Manny showed talent as a patrol leader and was asked to stay on in that position to train other soldiers. However, due to the strong bond he felt with his URI classmates, he decided to move on with them to the Engineering and Operations School at Colorado State College of Education in Greeley, Colorado. There they trained to operate air traffic control towers in theaters of the war. After they completed training, they were sent to Albuquerque to join an Air Service Squadron. Nine months after joining the service, they shipped out with 10,000 troops in a converted Italian cruise ship which zigzagged across the Pacific stopping in Bora Bora and Perth, Australia, reaching Bombay, India six weeks later. They took rail to Calcutta, then trucked to Asam and stayed six weeks to erect tents.

Then they flew over the Himalayas (the Hump) to Kunming, the capital and largest city of Yunnan province in southwest China where they were stationed at the Chengkung Air Base and transport terminus for the Burma Road, an important and famous Allied supply route to China. As part of the Fourteenth Air Force, General Chenault’s Flying Tigers, their job was to supply the CBI (China/Southeast Asia-Burma-India Military Theater) with parts for fighter planes, specifically P37 Allison Hawks, P40 War Hawks, P51 Mustang Fighters and B24 Liberators. “The Japanese were just 20 miles from the base, and once a month they would come and drop their bombs.”

Manny Heditsian was promoted to Sergeant due to his outstanding performance of duty and leadership abilities. In December 1945, Manny was awarded the China Offensive and China Defensive Service Ribbons. He returned to the University of Rhode Island to complete his studies and graduated from URI in 1947 with a Bachelor of Science degree in Business Administration.

Manny credits his URI professors with providing invaluable guidance and inspiration. Finance Professor Robert Rockefeller “brilliantly” taught him finance theory; Dean Ballentine, with a background in industry, “made facts come alive and stressed the importance of being able to relate well to people;” and Herbert M. Hofford, his freshman composition professor, provided him a lifelong love of reading, writing, and speaking.

After graduation, Manny began a storied career of more than fifty years, serving as a financial planner and life insurance advisor at MassMutual. He earned a Chartered Life Underwriter designation, a lifetime membership in the Million Dollar Roundtable, was president of the RI Life Underwriters Association, and President of the Estate Planning Council of RI. Manny was named Rhode Island Life Insurance Agent of the Year and was the recipient of the R. Kelly Sheridan Award in 1977 for outstanding service to his profession and community.

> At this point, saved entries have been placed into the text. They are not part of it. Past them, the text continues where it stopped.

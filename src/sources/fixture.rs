// Frozen-input source that replays a JSON fixture instead of calling a
// platform. Used for reproducible runs (`--fixture`) and throughout the
// tests.

use std::collections::HashMap;
use std::path::Path;

use anyhow::{Context, Result};
use async_trait::async_trait;
use serde::Deserialize;

use super::rate_limit::Pacer;
use super::traits::{ItemRef, LookbackHint, RawItem, SourceClient};
use crate::error::SourceError;
use crate::models::{AccountSpec, SourceKind};

/// Error kinds a fixture account can be scripted to return.
#[derive(Debug, Clone, Copy, PartialEq, Eq, Deserialize)]
#[serde(rename_all = "snake_case")]
pub enum FixtureError {
    NotFound,
    AccessDenied,
    RateLimited,
    Transient,
}

impl FixtureError {
    fn to_source_error(self, account_id: &str) -> SourceError {
        match self {
            FixtureError::NotFound => SourceError::NotFound(account_id.to_string()),
            FixtureError::AccessDenied => SourceError::AccessDenied(account_id.to_string()),
            FixtureError::RateLimited => SourceError::rate_limited(account_id.to_string()),
            FixtureError::Transient => SourceError::Transient(account_id.to_string()),
        }
    }
}

#[derive(Debug, Clone, Deserialize)]
#[serde(untagged)]
enum FixtureAccount {
    Error { error: FixtureError },
    Items { items: Vec<RawItem> },
}

#[derive(Debug, Deserialize)]
#[serde(deny_unknown_fields)]
struct FixtureFile {
    #[serde(default)]
    accounts: HashMap<String, FixtureAccount>,
    #[serde(default)]
    transcripts: HashMap<String, String>,
    #[serde(default)]
    details: HashMap<String, RawItem>,
}

pub struct FixtureSource {
    kind: SourceKind,
    accounts: HashMap<String, FixtureAccount>,
    transcripts: HashMap<String, String>,
    details: HashMap<String, RawItem>,
}

impl FixtureSource {
    pub fn new(kind: SourceKind) -> Self {
        Self {
            kind,
            accounts: HashMap::new(),
            transcripts: HashMap::new(),
            details: HashMap::new(),
        }
    }

    /// Load a fixture file from disk.
    pub fn load(kind: SourceKind, path: &Path) -> Result<Self> {
        let raw = std::fs::read_to_string(path)
            .with_context(|| format!("Failed to read fixture {}", path.display()))?;
        Self::from_json(kind, &raw)
            .with_context(|| format!("Failed to parse fixture {}", path.display()))
    }

    pub fn from_json(kind: SourceKind, raw: &str) -> Result<Self> {
        let file: FixtureFile = serde_json::from_str(raw)?;
        Ok(Self {
            kind,
            accounts: file.accounts,
            transcripts: file.transcripts,
            details: file.details,
        })
    }

    pub fn with_items(mut self, account_id: &str, items: Vec<RawItem>) -> Self {
        self.accounts
            .insert(account_id.to_string(), FixtureAccount::Items { items });
        self
    }

    pub fn with_error(mut self, account_id: &str, error: FixtureError) -> Self {
        self.accounts
            .insert(account_id.to_string(), FixtureAccount::Error { error });
        self
    }

    pub fn with_transcript(mut self, source_id: &str, text: &str) -> Self {
        self.transcripts
            .insert(source_id.to_string(), text.to_string());
        self
    }

    /// Full record served by `fetch_detail` when the listing was partial.
    pub fn with_detail(mut self, item: RawItem) -> Self {
        self.details.insert(item.source_id().to_string(), item);
        self
    }
}

#[async_trait]
impl SourceClient for FixtureSource {
    fn kind(&self) -> SourceKind {
        self.kind
    }

    async fn list_recent(
        &self,
        account: &AccountSpec,
        _hint: &LookbackHint,
        _pacer: &Pacer,
    ) -> Result<Vec<RawItem>, SourceError> {
        match self.accounts.get(&account.id) {
            Some(FixtureAccount::Items { items }) => Ok(items.clone()),
            Some(FixtureAccount::Error { error }) => Err(error.to_source_error(&account.id)),
            None => Err(SourceError::NotFound(format!(
                "{} is not in the fixture",
                account.id
            ))),
        }
    }

    async fn fetch_detail(&self, item: &ItemRef, _pacer: &Pacer) -> Result<RawItem, SourceError> {
        if let Some(detail) = self.details.get(&item.source_id) {
            return Ok(detail.clone());
        }
        // Fall back to the listed record.
        match self.accounts.get(&item.account_id) {
            Some(FixtureAccount::Items { items }) => items
                .iter()
                .find(|raw| raw.source_id() == item.source_id)
                .cloned()
                .ok_or_else(|| SourceError::NotFound(item.source_id.clone())),
            Some(FixtureAccount::Error { error }) => Err(error.to_source_error(&item.account_id)),
            None => Err(SourceError::NotFound(item.source_id.clone())),
        }
    }

    async fn fetch_transcript(
        &self,
        item: &ItemRef,
        _pacer: &Pacer,
    ) -> Result<Option<String>, SourceError> {
        Ok(self.transcripts.get(&item.source_id).cloned())
    }
}

#[cfg(test)]
mod tests {
    use super::*;
    use chrono::Utc;

    fn hint() -> LookbackHint {
        LookbackHint {
            since: Utc::now(),
            max_items: 50,
        }
    }

    #[tokio::test]
    async fn test_fixture_json_replays_items_and_errors() {
        let raw = r#"{
            "accounts": {
                "brand_a": { "items": [
                    { "source": "instagram", "id": "1", "media_type": "IMAGE",
                      "timestamp": "2024-05-01T10:00:00+0000" }
                ]},
                "brand_b": { "error": "access_denied" }
            },
            "transcripts": { "vid1": "hello" }
        }"#;
        let source = FixtureSource::from_json(SourceKind::Instagram, raw).unwrap();

        let items = source
            .list_recent(&AccountSpec::new("brand_a"), &hint(), &Pacer::unpaced())
            .await
            .unwrap();
        assert_eq!(items.len(), 1);
        assert_eq!(items[0].source_id(), "1");

        let err = source
            .list_recent(&AccountSpec::new("brand_b"), &hint(), &Pacer::unpaced())
            .await
            .unwrap_err();
        assert!(matches!(err, SourceError::AccessDenied(_)));

        let transcript = source
            .fetch_transcript(&ItemRef::new("x", "vid1"), &Pacer::unpaced())
            .await
            .unwrap();
        assert_eq!(transcript.as_deref(), Some("hello"));
    }

    #[tokio::test]
    async fn test_unknown_account_is_not_found() {
        let source = FixtureSource::new(SourceKind::Youtube);
        let err = source
            .list_recent(&AccountSpec::new("ghost"), &hint(), &Pacer::unpaced())
            .await
            .unwrap_err();
        assert!(matches!(err, SourceError::NotFound(_)));
    }

    #[test]
    fn test_unknown_fixture_keys_are_rejected() {
        assert!(FixtureSource::from_json(SourceKind::Instagram, r#"{"acounts":{}}"#).is_err());
    }
}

Ever an active alumni, he served as the University’s Alumni Association president in 1981 and joined the URI Foundation in 1982, serving on the Faculty and Competitive Grants Committee. Six years after joining the Foundation, he became a member of the Executive Board, serving as Vice President. He would remain on the Executive Board for 28 years. In 1989 he assumed the Chairmanship of a new Foundation committee–Planning and Evaluations, which examined and evaluated the work of the Foundation, striving for continuous improvement. Additionally, he served on three University basketball coach search committees. He was inducted into the URI Athletic Hall of Fame in 1991 for both football and tennis. Manny was a recipient of the Alumni Association’s RAM Award that recognizes unselfish dedication for efforts toward the betterment of the Alumni Association and the University as a whole for a minimum of 25 years.

Manny was an avid golfer from college through age 95. In 1961, he became a founding member of Quidnessett Country Club and remained active there until his death. Sergeant Manoog T. Heditsian died in 2018. Manoog was predeceased by his wife Isabel and is survived by his daughters, Louise and Diane, sons Robert and Donald (also a URI graduate), seven grandchildren and one great grandson.

Manny Heditsian’s outstanding leadership and innovation as well as devotion to the military, his businesses, and communities reflect great credit upon himself, his family, our nation and the University of Rhode Island.